* _To do_
Starting at the line that holds "Some(Unit::Kilogram)" and stopping at the line that holds "let json = serde_json::to_string(&Unit::FluidOunce).unwrap();", restate the records below word for word, with both of those lines included.

___

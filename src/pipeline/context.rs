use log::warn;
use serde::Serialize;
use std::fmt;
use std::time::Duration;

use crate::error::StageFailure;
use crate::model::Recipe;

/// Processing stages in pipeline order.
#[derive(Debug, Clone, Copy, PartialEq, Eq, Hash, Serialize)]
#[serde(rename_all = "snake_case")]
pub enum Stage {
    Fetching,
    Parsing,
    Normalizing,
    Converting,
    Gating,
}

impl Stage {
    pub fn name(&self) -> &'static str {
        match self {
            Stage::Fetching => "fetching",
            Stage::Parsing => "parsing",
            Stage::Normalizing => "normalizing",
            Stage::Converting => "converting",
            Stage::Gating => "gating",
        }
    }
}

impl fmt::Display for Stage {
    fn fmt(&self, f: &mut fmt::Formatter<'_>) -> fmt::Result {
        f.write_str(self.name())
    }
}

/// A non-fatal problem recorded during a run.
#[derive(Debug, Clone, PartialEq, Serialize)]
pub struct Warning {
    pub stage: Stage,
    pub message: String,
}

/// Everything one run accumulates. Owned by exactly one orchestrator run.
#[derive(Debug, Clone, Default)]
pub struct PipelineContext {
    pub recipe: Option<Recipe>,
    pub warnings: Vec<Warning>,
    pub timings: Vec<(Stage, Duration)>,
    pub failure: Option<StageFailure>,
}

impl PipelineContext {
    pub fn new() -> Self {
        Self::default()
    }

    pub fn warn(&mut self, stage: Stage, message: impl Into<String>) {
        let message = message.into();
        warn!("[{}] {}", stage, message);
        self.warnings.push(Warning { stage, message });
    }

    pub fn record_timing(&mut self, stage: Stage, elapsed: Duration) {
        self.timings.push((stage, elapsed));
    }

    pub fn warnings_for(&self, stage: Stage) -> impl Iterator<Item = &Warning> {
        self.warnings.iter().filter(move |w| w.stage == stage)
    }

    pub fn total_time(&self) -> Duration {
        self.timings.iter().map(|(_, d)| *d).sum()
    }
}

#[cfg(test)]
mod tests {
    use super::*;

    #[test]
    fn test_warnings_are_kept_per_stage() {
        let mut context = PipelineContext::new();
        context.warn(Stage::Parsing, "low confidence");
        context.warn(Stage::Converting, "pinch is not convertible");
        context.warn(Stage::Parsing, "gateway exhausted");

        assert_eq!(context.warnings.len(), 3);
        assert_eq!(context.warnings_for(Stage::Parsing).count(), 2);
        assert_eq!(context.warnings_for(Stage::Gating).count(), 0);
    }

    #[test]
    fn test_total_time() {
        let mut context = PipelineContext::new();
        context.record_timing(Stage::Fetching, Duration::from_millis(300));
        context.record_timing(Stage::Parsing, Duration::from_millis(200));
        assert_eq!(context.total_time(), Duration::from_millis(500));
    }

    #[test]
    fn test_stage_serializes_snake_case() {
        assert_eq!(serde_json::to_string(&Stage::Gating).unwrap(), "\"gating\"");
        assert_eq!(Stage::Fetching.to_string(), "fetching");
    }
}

___

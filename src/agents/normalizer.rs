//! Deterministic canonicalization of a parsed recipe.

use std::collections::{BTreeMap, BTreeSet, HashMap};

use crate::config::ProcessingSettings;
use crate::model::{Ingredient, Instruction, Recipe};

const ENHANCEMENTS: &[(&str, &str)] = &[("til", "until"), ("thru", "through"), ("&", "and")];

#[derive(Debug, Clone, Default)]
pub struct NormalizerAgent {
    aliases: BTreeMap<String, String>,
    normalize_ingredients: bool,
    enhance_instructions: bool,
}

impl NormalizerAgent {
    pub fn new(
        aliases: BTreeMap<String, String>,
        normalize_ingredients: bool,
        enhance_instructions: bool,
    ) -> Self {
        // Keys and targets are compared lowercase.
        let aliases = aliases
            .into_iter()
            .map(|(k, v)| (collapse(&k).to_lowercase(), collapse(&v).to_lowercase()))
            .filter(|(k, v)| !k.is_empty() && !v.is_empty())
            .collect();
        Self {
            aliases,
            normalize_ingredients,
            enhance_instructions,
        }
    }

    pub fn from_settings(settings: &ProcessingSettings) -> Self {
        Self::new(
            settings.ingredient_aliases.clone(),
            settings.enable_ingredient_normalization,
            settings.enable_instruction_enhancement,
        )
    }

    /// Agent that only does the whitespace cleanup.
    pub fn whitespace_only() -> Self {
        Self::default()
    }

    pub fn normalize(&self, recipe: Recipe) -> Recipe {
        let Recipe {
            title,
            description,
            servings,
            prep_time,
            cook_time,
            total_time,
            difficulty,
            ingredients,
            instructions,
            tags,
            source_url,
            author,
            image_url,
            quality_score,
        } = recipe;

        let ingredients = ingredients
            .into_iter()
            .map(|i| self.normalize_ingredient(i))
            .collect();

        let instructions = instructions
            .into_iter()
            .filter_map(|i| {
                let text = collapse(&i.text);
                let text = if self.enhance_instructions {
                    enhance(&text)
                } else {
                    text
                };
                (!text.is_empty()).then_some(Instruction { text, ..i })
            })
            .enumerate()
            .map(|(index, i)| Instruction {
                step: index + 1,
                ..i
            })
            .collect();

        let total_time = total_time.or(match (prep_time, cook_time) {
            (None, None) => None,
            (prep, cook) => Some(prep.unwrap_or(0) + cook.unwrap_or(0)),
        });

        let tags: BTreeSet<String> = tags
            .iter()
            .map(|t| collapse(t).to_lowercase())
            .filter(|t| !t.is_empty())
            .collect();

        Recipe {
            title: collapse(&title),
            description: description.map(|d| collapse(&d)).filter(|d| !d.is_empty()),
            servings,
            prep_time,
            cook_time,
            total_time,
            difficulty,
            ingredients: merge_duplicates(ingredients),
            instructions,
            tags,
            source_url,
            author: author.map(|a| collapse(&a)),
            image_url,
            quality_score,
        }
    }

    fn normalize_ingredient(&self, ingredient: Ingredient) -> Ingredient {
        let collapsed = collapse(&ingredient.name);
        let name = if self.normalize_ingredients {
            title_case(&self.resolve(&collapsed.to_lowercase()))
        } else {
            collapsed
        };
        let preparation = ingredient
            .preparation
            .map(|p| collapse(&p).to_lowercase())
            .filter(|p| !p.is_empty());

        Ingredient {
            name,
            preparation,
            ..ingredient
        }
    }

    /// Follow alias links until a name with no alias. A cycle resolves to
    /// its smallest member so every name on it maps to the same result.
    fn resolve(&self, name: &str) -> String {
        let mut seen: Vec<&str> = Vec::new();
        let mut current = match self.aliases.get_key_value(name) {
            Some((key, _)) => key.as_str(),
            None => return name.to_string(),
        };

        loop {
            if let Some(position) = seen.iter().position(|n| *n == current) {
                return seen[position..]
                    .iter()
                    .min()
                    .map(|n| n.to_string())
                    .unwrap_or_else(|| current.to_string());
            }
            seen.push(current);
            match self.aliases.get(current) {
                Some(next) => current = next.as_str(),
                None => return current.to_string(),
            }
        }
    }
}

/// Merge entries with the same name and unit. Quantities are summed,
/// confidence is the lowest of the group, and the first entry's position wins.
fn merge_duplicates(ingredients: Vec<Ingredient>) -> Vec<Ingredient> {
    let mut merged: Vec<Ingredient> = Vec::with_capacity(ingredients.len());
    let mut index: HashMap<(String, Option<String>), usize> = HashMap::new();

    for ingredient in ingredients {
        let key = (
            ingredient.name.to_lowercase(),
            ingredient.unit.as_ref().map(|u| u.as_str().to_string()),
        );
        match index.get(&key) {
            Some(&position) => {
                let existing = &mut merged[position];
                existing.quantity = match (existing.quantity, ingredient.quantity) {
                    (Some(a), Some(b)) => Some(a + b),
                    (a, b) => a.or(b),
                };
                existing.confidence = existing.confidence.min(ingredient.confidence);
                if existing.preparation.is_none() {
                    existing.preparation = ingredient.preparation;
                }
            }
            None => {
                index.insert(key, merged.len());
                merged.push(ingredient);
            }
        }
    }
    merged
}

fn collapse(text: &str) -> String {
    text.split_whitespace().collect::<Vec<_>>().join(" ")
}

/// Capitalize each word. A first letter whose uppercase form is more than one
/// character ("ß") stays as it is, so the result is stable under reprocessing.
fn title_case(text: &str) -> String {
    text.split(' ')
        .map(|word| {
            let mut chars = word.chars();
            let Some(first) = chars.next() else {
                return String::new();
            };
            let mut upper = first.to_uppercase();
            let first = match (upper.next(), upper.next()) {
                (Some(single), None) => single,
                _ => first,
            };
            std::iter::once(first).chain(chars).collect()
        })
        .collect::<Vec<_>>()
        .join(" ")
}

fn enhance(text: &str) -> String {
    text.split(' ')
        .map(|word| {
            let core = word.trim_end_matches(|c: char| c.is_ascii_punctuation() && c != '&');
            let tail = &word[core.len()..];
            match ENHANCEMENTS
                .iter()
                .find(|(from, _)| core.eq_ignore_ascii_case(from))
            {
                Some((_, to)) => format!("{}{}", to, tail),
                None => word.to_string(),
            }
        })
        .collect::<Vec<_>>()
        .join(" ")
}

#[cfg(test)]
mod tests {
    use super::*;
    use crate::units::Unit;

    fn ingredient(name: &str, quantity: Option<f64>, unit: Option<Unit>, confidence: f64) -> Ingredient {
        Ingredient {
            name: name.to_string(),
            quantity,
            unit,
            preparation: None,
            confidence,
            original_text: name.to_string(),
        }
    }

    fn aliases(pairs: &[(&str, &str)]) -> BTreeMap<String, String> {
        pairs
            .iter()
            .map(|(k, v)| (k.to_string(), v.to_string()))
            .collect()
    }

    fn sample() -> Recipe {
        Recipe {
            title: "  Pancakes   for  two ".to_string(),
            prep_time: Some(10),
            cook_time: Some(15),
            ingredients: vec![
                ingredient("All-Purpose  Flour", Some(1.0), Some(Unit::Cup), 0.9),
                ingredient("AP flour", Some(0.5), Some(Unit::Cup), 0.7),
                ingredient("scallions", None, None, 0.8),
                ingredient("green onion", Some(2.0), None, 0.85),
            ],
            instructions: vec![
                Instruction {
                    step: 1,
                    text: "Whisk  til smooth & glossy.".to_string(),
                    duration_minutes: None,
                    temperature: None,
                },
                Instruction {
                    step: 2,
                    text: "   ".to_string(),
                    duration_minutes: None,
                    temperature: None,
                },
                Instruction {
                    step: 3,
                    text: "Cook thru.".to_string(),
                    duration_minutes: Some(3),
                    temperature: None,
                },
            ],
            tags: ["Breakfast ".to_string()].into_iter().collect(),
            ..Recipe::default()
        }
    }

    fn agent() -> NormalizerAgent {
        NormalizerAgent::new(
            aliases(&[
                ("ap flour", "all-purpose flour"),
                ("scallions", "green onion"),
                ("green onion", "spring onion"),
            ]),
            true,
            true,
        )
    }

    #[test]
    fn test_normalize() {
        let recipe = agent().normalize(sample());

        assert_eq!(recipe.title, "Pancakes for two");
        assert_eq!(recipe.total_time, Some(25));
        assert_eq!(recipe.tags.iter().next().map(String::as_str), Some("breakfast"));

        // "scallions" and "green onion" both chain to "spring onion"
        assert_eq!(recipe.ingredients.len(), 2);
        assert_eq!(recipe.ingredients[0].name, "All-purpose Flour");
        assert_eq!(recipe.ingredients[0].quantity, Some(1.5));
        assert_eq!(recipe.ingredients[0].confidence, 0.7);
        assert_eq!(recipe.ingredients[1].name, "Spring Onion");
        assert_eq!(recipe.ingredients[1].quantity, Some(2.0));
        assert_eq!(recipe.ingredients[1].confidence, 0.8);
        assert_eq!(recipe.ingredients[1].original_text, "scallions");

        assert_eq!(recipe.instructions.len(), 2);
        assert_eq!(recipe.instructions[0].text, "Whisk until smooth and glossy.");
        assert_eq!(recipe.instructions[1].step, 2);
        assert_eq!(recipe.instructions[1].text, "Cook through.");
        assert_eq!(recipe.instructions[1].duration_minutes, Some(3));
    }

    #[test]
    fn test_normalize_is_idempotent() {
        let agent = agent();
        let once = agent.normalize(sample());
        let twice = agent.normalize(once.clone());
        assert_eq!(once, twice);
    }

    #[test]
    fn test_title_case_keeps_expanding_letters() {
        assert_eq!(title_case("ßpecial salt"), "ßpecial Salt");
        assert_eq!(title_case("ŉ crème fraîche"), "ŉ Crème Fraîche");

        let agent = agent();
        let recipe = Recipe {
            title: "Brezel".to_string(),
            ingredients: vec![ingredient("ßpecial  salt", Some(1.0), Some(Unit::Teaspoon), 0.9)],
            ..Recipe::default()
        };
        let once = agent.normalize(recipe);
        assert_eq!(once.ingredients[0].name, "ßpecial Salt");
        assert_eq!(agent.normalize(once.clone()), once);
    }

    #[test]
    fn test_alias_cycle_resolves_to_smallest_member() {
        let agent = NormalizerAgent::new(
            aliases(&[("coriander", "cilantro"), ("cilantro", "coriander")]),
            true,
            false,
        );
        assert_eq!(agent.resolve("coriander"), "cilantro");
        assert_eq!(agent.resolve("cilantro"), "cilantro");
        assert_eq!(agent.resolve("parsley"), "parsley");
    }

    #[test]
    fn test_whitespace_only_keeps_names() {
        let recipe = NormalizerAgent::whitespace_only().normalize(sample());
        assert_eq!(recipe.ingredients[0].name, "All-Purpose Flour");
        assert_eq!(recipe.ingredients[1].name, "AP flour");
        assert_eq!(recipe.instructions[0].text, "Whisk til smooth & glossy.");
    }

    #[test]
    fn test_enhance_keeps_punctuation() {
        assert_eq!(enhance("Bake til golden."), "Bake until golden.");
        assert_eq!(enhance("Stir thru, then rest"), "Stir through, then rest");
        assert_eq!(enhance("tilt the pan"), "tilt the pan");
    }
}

___

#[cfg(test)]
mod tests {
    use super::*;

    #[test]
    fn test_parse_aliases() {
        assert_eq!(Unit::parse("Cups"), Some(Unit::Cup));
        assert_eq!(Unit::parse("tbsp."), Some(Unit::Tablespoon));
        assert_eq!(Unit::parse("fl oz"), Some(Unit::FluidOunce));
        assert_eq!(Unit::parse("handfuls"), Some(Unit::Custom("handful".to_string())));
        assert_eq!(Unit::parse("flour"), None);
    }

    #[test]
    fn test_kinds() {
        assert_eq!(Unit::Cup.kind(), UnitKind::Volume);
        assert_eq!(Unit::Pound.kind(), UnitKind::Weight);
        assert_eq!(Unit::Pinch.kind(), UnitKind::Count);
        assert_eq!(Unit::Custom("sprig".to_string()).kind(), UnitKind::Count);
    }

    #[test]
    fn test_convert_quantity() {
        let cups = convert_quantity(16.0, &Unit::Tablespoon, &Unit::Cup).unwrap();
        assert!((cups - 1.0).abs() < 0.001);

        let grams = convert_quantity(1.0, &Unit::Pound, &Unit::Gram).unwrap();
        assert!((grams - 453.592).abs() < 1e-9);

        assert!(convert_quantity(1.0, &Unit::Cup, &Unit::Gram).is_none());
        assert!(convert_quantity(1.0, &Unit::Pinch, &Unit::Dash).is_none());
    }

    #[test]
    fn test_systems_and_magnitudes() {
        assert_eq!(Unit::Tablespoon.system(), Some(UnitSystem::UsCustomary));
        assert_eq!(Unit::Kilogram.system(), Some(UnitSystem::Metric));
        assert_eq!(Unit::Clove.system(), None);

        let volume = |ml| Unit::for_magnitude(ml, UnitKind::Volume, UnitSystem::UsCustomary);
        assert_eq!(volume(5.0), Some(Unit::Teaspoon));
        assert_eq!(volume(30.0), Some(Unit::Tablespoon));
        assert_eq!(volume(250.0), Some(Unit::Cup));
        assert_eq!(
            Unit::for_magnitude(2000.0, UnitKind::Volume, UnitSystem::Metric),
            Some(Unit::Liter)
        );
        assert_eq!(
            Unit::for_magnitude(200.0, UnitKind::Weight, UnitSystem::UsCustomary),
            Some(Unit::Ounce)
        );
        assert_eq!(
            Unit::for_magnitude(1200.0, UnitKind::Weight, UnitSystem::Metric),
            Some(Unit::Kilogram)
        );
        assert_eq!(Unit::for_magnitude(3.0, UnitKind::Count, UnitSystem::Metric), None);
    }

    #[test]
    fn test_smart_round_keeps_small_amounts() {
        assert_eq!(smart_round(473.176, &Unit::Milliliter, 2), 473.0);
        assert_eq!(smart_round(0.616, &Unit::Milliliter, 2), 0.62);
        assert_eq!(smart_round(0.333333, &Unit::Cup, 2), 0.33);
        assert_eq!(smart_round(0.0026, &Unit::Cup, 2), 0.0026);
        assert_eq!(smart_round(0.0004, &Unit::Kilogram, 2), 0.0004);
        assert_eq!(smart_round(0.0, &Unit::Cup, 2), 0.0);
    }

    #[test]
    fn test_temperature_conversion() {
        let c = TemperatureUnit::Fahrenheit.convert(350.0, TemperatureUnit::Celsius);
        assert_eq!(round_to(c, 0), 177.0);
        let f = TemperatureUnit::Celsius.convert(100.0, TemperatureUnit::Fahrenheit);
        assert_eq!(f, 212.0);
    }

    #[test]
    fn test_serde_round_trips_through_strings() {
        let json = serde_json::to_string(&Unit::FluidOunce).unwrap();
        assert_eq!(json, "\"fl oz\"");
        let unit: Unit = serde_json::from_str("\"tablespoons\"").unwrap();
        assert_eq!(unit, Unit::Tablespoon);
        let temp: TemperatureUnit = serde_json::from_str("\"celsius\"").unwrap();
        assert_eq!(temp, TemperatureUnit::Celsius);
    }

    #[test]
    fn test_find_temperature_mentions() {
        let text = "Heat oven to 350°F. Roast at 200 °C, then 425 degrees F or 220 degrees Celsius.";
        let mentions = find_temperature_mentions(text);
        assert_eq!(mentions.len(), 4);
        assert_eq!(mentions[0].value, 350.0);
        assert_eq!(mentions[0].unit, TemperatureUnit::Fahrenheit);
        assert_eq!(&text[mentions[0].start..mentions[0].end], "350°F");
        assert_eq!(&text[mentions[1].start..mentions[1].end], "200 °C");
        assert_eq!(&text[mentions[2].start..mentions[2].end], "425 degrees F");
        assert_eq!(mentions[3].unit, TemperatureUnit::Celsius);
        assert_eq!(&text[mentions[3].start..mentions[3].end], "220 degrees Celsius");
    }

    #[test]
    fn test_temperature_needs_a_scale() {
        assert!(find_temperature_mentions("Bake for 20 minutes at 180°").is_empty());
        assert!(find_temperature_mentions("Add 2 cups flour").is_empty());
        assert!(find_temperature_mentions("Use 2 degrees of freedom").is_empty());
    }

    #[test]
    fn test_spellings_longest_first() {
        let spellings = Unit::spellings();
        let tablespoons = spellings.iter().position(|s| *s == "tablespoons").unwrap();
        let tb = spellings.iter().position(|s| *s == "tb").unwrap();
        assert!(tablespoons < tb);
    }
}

___

* _Exercise output_
            Some(Unit::Kilogram)
        );
        assert_eq!(Unit::for_magnitude(3.0, UnitKind::Count, UnitSystem::Metric), None);
    }

    #[test]
    fn test_smart_round_keeps_small_amounts() {
        assert_eq!(smart_round(473.176, &Unit::Milliliter, 2), 473.0);
        assert_eq!(smart_round(0.616, &Unit::Milliliter, 2), 0.62);
        assert_eq!(smart_round(0.333333, &Unit::Cup, 2), 0.33);
        assert_eq!(smart_round(0.0026, &Unit::Cup, 2), 0.0026);
        assert_eq!(smart_round(0.0004, &Unit::Kilogram, 2), 0.0004);
        assert_eq!(smart_round(0.0, &Unit::Cup, 2), 0.0);
    }

    #[test]
    fn test_temperature_conversion() {
        let c = TemperatureUnit::Fahrenheit.convert(350.0, TemperatureUnit::Celsius);
        assert_eq!(round_to(c, 0), 177.0);
        let f = TemperatureUnit::Celsius.convert(100.0, TemperatureUnit::Fahrenheit);
        assert_eq!(f, 212.0);
    }

    #[test]
    fn test_serde_round_trips_through_strings() {
        let json = serde_json::to_string(&Unit::FluidOunce).unwrap();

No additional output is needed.